It can be administered orally or parenterally as a preparation such as an ointment, cream, gel, aerosol, injection, suppository or external patch. Next, a method for producing the compound of the present invention will be described.
The compound of the present invention can be obtained in good yield by the methods described below, but these production methods are merely examples, and of course it can also be produced by other chemically similar methods. However, in the formula, R 1 , R 2 and R 3 have the same meanings as above, R 4 is a hydrogen atom, a lower alkoxy group, a lower alkoxycarbonyl group, X is a halogen atom, and Y is a cyano group, a lower alkoxy group. In the carbonyl group, n represents an integer of 2 to 4. However, in the formula, R 1 , R 2 , R 3 and Y have the same meanings as above, and R 5 is a pyrrolidino group, a piperidino group,
Represents a morpholino group. However, in the formula, R 1 , R 2 and R 3 have the same meanings as above, and n 1 means an integer of 3 and 4. These manufacturing methods will be explained in more detail. Production method A involves combining the compound () and an alkylating agent with an alkali (e.g., sodium methylate, sodium ethylate, potassium t-butyrate, sodium amide, sodium hydride, etc.) and an organic amine (triethylamine, trimethylamine, N,
N-dimethylaniline, etc.) in a solvent (e.g., methanol, ethanol, tetrahydrofuranbenzene, toluene, xylene, dioxane, dimethylformamide, dimethyl sulfoxide, hexamethylenephosphotriamide, etc.) for 3 to 48 hours at room temperature or as necessary.
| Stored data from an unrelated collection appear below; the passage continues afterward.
//! Type-indexed subscriber route table.
//!
//! One append-only subscriber list per event type. Readers (publishes) take
//! no lock: the table lives behind an `ArcSwap` and a publish clones out
//! the current list for its event type as an immutable snapshot. Writers
//! (subscribes) replace the list wholesale with a compare-and-swap retry
//! loop. Lists only ever grow.

use std::any::{Any, TypeId};
use std::collections::HashMap;
use std::sync::Arc;

use arc_swap::ArcSwap;

use crate::interfaces::EventSubscriber;
use crate::message::Event;

/// One subscriber registration: display name plus callback.
pub(crate) struct RouteEntry<E: Event> {
    pub(crate) name: &'static str,
    pub(crate) subscriber: Arc<dyn EventSubscriber<E>>,
}

impl<E: Event> Clone for RouteEntry<E> {
    fn clone(&self) -> Self {
        Self {
            name: self.name,
            subscriber: Arc::clone(&self.subscriber),
        }
    }
}

/// Immutable subscriber list for one event type, in registration order.
pub(crate) struct Route<E: Event> {
    pub(crate) entries: Vec<RouteEntry<E>>,
}

pub(crate) struct RouteTable {
    routes: ArcSwap<HashMap<TypeId, Arc<dyn Any + Send + Sync>>>,
}

impl RouteTable {
    pub(crate) fn new() -> Self {
        Self {
            routes: ArcSwap::from_pointee(HashMap::new()),
        }
    }

    /// Append a subscriber to `E`'s list; returns the new list length.
    ///
    /// Copy-on-write: the list is re-built with the entry appended and the
    /// table swapped atomically, retrying on contention. In-flight
    /// publishes keep the snapshot they already took.
    pub(crate) fn subscribe<E: Event>(
        &self,
        name: &'static str,
        subscriber: Arc<dyn EventSubscriber<E>>,
    ) -> usize {
        let key = TypeId::of::<E>();
        let mut current = self.routes.load();
        loop {
            let mut entries: Vec<RouteEntry<E>> = match current.get(&key) {
                Some(slot) => slot
                    .downcast_ref::<Route<E>>()
                    .map(|route| route.entries.clone())
                    .unwrap_or_default(),
                None => Vec::new(),
            };
            entries.push(RouteEntry {
                name,
                subscriber: Arc::clone(&subscriber),
            });
            let len = entries.len();

            let mut next = HashMap::clone(&**current);
            next.insert(key, Arc::new(Route { entries }) as Arc<dyn Any + Send + Sync>);

            let prev = self.routes.compare_and_swap(&*current, Arc::new(next));
            if Arc::ptr_eq(&*current, &*prev) {
                return len;
            }
            current = prev;
        }
    }

    /// Snapshot `E`'s subscriber list, fixed at this moment.
    ///
    /// Returns `None` when nothing has ever subscribed to `E`.
    pub(crate) fn snapshot<E: Event>(&self) -> Option<Arc<Route<E>>> {
        let slot = self.routes.load().get(&TypeId::of::<E>()).cloned()?;
        slot.downcast::<Route<E>>().ok()
    }
}
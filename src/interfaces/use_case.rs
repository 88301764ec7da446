//! Use case handler contract.

use async_trait::async_trait;
use tokio_util::sync::CancellationToken;

use crate::message::UseCase;

/// Executes one use case type.
///
/// Same single-instance lifetime as a command handler, but dispatched
/// without a behavior chain.
#[async_trait]
pub trait UseCaseHandler<U: UseCase>: Send + Sync {
    /// Produce the use case's output.
    async fn execute(&self, use_case: U, cancel: CancellationToken) -> U::Output;
}
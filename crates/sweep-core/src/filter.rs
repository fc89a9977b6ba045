//! Source path selection.
//!
//! Decides, per compilation entry, whether the file belongs to the project's
//! own source tree or to a bundled third-party dependency. The decision is a
//! pure function of the entry and the source root; identical inputs always
//! produce identical decisions so a run's task set is reproducible.

use regex::Regex;
use std::path::{Component, Path, PathBuf};
use std::sync::LazyLock;

use crate::db::CompileCommand;

/// Paths under `external/` (relative to the source root) are vendored
/// dependencies and are never analyzed.
static EXCLUDE_RE: LazyLock<Regex> = LazyLock::new(|| Regex::new(r"^external/").unwrap());

/// Compute an entry's source path relative to the source root.
///
/// The entry's `file` is joined onto its `directory` and normalized
/// lexically, so build directories referring to sources via `..` resolve to
/// their in-tree location. Paths that do not live under `source_dir` are
/// returned in normalized absolute form instead.
pub fn source_path(source_dir: &Path, entry: &CompileCommand) -> PathBuf {
    let full = normalize_lexically(&Path::new(&entry.directory).join(&entry.file));
    let root = normalize_lexically(source_dir);

    match full.strip_prefix(&root) {
        Ok(relative) => relative.to_path_buf(),
        Err(_) => full,
    }
}

/// Whether an entry should be dispatched to the analyzer.
pub fn should_analyze(source_dir: &Path, entry: &CompileCommand) -> bool {
    let relative = source_path(source_dir, entry);
    !EXCLUDE_RE.is_match(&relative.to_string_lossy())
}

/// Resolve `.` and `..` components without consulting the filesystem.
///
/// Symlinks are deliberately not resolved: the filter must make the same
/// decision whether or not the paths in the database currently exist.
fn normalize_lexically(path: &Path) -> PathBuf {
    let mut normalized = PathBuf::new();

    for component in path.components() {
        match component {
            Component::CurDir => {}
            Component::ParentDir => {
                if !normalized.pop() {
                    normalized.push(Component::ParentDir);
                }
            }
            other => normalized.push(other),
        }
    }

    normalized
}
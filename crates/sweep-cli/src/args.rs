use std::path::PathBuf;

use clap::Parser;

#[derive(Debug, Parser)]
#[command(
    name = "sweep",
    version,
    about = "Run static analysis over a compilation database in parallel"
)]
pub struct Args {
    /// Root of the source tree; entries under external/ are skipped
    pub source_dir: PathBuf,

    /// Build directory containing compile_commands.json
    pub build_dir: PathBuf,

    /// Number of parallel analyzer processes (default: available processing units)
    #[arg(long)]
    pub jobs: Option<usize>,
}
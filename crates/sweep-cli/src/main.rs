use anyhow::Result;
use clap::Parser;
use tracing_subscriber::EnvFilter;

use sweep_core::analyze;

mod args;

fn main() -> Result<()> {
    tracing_subscriber::fmt()
        .with_env_filter(EnvFilter::try_from_default_env().unwrap_or_else(|_| EnvFilter::new("info")))
        .with_writer(std::io::stderr)
        .init();

    let args = args::Args::parse();

    let summary = analyze(&args.source_dir, &args.build_dir, args.jobs)?;

    tracing::info!(
        analyzed = summary.analyzed,
        skipped = summary.skipped,
        "analysis complete"
    );

    Ok(())
}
It is obtained by heating and then performing a hydrolysis reaction using a mineral acid (eg, hydrochloric acid, sulfuric acid, etc.). In addition, during the hydrolysis reaction,
An organic solvent such as acetic acid may be used for the purpose of maintaining reaction uniformity. Production method B involves mixing the compound () and acrylonitrile or lower alkyl acrylate in an organic solvent (e.g., methanol, ethanol, tetrahydrofuran, dioxane, benzene, dimethylformamide, etc.) for 1 to 48 hours while blowing nitrogen gas if necessary. After heating to ~120°C, it may be hydrolyzed with a mineral acid (eg, hydrochloric acid, sulfuric acid) in an organic solvent such as acetic acid, or with diluted hydrochloric acid, diluted sulfuric acid, etc. in the absence of a solvent. Production method C involves hydrolyzing compound () using an alkali (e.g., sodium hydroxide, potassium hydroxide, sodium carbonate, potassium carbonate, etc.) or mineral acid (e.g., hydrochloric acid, sulfuric acid, etc.) to lead to compound (). Compound () may be isolated if necessary, but may be directly subjected to the next reaction without being isolated. Compound () can be ring-closed all at once using a condensing agent (e.g. polyphosphoric acid, phosphoric anhydride, sulfuric acid, tin tetrachloride, phosphorus oxychloride, and hydrobromic acid and acetic acid, etc.) or first closed with a halogenating agent (e.g. chloride thionyl, phosphorus trichloride, phosphorus pentachloride, and phosphorus dibromide) and then dehydrohalogenating agents (e.g., aluminum chloride, stannic chloride, and chloride) in an inert solvent (e.g., carbon disulfide, nitrobenzene, etc.). The reaction may be carried out in the presence of zinc, etc.). Furthermore, the compound () which is the starting material of the present invention,
() and () are e.g. ES, Stratford, journal
Journal of Pharmaceutical Sciences, 67,
80 (1978), E., D., Bergman (ED.
Bergmann, Journal of Organic Chemistry
Chemistry), 26, 3555, (1961), C.K.
CKIngold Journal of
Journal of Chemical Society
Society), 1954, 1204. Examples of the present invention will be shown below. Example 1 2.2 g of 6-fluoro-1-oxo-2,3-dihydro-2-indenecarboxylic acid ethyl ester was dissolved in 20 ml of dimethylformamide, 0.53 g of 50% sodium hydrogen was added, and the mixture was stirred at room temperature for 2 hours. Next, 3.9 g of ethyl 3-bromobutyrate was added, and after stirring at 90°C for 3 hours, the solvent was distilled off under reduced pressure. 20ml of acetic acid to the residue
Add 15 ml of 20% sulfuric acid and reflux for 3 hours. After the reaction is complete, add 100 ml of ice water to the reaction solution and collect the precipitated crystals by filtration. The crystals were washed with water, dried, and then recrystallized from isopropyl ether to produce colorless needle-shaped 6-fluoro-1-oxo-2,3-dihydro-2-indenbutyric acid.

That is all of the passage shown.